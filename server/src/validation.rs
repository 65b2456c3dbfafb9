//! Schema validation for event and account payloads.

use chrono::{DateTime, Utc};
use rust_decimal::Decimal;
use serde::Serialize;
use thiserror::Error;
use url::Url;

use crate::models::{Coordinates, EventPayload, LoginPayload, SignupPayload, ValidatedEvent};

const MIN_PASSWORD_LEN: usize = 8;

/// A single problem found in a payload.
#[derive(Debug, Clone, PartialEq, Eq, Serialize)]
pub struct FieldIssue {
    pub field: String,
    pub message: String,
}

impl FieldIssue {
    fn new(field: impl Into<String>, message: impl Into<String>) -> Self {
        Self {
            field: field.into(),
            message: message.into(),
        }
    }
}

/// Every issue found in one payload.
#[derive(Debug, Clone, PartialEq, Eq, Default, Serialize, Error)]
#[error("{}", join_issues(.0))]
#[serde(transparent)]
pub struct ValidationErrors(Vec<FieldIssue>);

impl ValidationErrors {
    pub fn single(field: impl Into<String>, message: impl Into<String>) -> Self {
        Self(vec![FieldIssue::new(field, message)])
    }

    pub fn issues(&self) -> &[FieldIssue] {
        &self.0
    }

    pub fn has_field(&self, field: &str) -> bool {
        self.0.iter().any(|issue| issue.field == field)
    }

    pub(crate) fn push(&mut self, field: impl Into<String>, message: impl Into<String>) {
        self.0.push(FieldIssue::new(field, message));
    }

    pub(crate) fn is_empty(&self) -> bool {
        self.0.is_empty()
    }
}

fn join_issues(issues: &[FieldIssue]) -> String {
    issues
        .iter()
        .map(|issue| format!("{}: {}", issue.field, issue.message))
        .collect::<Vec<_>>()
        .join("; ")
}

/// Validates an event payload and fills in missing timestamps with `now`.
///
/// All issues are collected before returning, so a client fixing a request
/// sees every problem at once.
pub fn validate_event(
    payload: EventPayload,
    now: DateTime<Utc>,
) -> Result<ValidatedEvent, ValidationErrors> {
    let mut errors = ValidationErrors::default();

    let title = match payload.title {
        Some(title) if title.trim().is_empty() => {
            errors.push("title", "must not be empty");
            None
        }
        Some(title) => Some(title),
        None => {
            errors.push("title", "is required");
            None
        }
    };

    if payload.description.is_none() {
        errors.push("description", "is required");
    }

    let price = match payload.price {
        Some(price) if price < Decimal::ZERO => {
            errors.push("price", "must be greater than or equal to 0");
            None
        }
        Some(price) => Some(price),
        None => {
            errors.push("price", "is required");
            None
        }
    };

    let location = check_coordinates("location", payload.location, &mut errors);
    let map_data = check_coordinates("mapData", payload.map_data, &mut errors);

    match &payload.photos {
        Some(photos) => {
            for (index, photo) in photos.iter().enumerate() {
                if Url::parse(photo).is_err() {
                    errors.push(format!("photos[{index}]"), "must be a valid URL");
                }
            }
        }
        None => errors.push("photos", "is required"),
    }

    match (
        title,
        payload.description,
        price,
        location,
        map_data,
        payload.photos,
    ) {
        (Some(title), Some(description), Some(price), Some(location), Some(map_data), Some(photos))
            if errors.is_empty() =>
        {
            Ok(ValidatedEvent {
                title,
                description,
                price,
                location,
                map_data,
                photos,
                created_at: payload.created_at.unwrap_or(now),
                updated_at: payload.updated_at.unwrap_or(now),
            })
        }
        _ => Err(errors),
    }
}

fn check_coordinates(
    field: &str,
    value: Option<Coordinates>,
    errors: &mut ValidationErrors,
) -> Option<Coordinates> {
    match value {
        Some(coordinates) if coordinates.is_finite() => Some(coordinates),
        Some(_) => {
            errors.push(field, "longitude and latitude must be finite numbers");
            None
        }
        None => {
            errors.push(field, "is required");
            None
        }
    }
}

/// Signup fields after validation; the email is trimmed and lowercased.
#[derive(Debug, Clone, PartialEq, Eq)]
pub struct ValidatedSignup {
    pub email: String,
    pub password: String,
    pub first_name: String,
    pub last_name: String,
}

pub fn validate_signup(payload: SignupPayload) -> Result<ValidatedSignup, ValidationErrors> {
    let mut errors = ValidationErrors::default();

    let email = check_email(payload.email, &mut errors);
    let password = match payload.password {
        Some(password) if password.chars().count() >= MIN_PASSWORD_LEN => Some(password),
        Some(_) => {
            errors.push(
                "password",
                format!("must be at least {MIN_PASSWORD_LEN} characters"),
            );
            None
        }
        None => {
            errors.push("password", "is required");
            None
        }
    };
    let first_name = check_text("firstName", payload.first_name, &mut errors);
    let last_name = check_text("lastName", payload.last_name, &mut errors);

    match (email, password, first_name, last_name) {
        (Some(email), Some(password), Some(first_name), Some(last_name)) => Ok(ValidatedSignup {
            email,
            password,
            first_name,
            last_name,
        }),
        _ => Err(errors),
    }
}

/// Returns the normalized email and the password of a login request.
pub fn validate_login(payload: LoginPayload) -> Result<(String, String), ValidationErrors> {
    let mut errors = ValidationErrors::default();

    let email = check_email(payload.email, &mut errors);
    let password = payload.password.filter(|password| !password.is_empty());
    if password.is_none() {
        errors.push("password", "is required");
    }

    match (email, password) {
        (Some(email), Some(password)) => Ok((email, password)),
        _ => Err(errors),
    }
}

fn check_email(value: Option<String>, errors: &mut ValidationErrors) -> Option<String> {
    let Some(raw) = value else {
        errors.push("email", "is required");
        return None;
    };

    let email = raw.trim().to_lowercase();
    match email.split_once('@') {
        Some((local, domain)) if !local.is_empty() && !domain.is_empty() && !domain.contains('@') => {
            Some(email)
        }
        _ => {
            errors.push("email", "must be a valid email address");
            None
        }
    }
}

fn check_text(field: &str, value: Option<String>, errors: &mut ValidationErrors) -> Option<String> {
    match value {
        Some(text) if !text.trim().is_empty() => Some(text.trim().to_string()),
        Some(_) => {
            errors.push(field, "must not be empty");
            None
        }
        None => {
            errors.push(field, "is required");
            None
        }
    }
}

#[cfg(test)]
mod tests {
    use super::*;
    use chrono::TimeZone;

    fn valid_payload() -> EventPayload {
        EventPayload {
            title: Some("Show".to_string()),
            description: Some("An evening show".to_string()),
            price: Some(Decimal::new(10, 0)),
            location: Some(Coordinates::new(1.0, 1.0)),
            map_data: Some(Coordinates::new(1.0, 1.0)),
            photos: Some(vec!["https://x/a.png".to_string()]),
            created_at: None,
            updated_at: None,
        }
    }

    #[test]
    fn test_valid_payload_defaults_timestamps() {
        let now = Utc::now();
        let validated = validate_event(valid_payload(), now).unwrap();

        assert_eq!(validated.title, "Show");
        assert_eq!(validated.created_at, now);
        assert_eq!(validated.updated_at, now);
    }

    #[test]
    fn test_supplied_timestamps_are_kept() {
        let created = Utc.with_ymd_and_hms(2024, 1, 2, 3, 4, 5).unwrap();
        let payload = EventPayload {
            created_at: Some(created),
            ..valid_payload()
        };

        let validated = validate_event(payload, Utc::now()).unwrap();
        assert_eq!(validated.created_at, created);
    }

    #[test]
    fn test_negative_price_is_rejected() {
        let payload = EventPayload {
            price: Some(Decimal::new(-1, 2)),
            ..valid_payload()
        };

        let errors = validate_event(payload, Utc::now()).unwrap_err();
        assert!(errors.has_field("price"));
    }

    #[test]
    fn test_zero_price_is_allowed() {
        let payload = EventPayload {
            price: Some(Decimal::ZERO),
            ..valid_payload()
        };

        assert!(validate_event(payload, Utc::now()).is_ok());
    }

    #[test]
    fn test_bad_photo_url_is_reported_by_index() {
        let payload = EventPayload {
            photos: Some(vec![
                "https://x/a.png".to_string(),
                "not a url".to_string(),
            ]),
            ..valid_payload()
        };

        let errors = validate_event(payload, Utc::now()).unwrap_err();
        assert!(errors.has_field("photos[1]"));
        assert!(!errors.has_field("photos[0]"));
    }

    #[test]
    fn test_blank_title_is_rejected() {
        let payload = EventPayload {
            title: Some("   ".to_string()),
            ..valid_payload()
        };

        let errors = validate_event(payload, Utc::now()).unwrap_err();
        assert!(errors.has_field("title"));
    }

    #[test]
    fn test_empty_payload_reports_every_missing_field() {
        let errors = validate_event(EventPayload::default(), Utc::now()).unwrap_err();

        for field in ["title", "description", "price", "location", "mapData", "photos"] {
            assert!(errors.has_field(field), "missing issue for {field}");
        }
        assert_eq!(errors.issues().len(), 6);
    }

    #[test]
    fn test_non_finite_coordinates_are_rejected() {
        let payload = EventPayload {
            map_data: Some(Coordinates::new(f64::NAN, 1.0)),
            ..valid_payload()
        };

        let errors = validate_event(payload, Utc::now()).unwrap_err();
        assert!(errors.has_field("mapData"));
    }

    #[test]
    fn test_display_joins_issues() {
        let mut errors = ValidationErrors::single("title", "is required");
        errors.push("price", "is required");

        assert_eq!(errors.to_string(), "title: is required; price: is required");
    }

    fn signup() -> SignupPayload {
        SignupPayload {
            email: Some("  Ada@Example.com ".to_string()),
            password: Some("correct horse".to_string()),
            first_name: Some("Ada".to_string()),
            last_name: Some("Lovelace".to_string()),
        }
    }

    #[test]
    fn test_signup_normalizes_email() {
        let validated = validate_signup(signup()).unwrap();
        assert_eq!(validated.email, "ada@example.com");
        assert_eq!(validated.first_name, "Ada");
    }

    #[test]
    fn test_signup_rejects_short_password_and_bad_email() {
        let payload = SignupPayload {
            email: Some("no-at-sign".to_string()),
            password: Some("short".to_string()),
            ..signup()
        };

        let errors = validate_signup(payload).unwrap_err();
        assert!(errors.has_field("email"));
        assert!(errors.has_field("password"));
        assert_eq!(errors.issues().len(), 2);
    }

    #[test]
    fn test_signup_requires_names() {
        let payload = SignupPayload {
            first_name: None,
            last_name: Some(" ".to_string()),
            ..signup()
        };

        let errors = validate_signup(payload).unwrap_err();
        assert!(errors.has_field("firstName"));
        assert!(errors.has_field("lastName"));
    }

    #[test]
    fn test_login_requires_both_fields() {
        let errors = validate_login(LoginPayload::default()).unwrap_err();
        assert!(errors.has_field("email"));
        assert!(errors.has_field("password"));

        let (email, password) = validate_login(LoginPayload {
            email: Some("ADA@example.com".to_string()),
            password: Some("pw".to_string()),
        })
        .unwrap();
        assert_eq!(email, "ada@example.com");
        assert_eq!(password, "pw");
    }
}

# # #

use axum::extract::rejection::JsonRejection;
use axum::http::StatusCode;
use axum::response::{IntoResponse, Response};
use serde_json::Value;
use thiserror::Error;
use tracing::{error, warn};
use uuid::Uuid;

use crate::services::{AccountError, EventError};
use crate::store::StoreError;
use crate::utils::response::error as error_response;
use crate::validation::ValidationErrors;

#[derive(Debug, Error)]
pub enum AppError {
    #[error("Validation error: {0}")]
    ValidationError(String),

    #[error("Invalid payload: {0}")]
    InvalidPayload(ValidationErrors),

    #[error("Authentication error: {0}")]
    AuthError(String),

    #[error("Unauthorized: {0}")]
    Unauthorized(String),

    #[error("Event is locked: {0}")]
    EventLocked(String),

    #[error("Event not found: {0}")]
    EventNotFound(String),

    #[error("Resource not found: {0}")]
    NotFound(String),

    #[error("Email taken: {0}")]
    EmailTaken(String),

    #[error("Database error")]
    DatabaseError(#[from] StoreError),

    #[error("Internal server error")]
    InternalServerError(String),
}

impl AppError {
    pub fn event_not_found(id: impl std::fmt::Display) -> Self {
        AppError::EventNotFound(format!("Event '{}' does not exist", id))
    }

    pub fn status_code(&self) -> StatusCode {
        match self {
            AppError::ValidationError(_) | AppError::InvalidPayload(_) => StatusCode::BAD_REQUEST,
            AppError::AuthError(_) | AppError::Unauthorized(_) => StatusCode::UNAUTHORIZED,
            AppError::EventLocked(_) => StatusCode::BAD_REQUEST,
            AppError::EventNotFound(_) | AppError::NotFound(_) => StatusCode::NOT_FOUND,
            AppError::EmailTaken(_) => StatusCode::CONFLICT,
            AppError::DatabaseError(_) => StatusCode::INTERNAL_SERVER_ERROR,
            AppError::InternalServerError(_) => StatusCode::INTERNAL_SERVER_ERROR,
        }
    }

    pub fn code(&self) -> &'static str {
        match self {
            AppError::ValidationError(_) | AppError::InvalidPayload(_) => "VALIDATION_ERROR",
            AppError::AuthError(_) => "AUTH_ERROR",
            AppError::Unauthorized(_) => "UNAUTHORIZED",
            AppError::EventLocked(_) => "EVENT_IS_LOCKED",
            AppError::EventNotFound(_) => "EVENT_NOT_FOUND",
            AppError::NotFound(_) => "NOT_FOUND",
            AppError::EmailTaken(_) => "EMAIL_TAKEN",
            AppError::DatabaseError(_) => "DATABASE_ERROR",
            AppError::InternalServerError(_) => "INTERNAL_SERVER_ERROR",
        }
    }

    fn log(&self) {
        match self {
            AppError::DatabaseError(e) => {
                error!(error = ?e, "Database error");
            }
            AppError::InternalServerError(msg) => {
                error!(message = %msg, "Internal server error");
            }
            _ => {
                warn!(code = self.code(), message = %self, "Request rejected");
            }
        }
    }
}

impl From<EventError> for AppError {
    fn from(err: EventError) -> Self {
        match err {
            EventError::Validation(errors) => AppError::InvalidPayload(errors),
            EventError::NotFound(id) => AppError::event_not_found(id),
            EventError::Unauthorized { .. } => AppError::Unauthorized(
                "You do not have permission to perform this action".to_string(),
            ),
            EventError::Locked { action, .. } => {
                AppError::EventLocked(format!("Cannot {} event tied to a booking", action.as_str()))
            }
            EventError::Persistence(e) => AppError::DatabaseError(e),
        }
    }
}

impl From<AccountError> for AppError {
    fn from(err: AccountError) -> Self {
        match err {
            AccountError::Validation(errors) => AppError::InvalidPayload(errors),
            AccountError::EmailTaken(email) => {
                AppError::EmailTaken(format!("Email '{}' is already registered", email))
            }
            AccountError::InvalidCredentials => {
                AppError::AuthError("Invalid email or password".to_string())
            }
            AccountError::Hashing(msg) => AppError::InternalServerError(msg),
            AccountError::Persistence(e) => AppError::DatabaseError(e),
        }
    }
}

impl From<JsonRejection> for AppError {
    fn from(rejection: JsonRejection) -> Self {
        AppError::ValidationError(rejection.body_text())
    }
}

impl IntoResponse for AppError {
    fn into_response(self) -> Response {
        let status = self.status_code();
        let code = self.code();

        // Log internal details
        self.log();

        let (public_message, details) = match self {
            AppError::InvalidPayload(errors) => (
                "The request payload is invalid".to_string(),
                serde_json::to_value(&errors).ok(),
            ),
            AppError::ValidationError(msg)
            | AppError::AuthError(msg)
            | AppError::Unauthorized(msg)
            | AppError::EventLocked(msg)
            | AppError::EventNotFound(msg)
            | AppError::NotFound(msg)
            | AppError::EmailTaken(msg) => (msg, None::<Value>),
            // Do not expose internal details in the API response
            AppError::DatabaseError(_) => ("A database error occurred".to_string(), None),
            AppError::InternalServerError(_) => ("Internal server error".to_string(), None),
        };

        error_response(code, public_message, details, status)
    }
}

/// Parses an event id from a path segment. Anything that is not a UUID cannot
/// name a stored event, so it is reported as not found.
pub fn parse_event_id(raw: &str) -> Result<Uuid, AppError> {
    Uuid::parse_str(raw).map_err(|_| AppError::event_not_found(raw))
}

# # #

Work instruction: Copy every line of the data above in which the string "impl" appears.

Response to this task:
impl FieldIssue {
    fn new(field: impl Into<String>, message: impl Into<String>) -> Self {
impl ValidationErrors {
    pub fn single(field: impl Into<String>, message: impl Into<String>) -> Self {
    pub(crate) fn push(&mut self, field: impl Into<String>, message: impl Into<String>) {
impl AppError {
    pub fn event_not_found(id: impl std::fmt::Display) -> Self {
impl From<EventError> for AppError {
impl From<AccountError> for AppError {
impl From<JsonRejection> for AppError {
impl IntoResponse for AppError {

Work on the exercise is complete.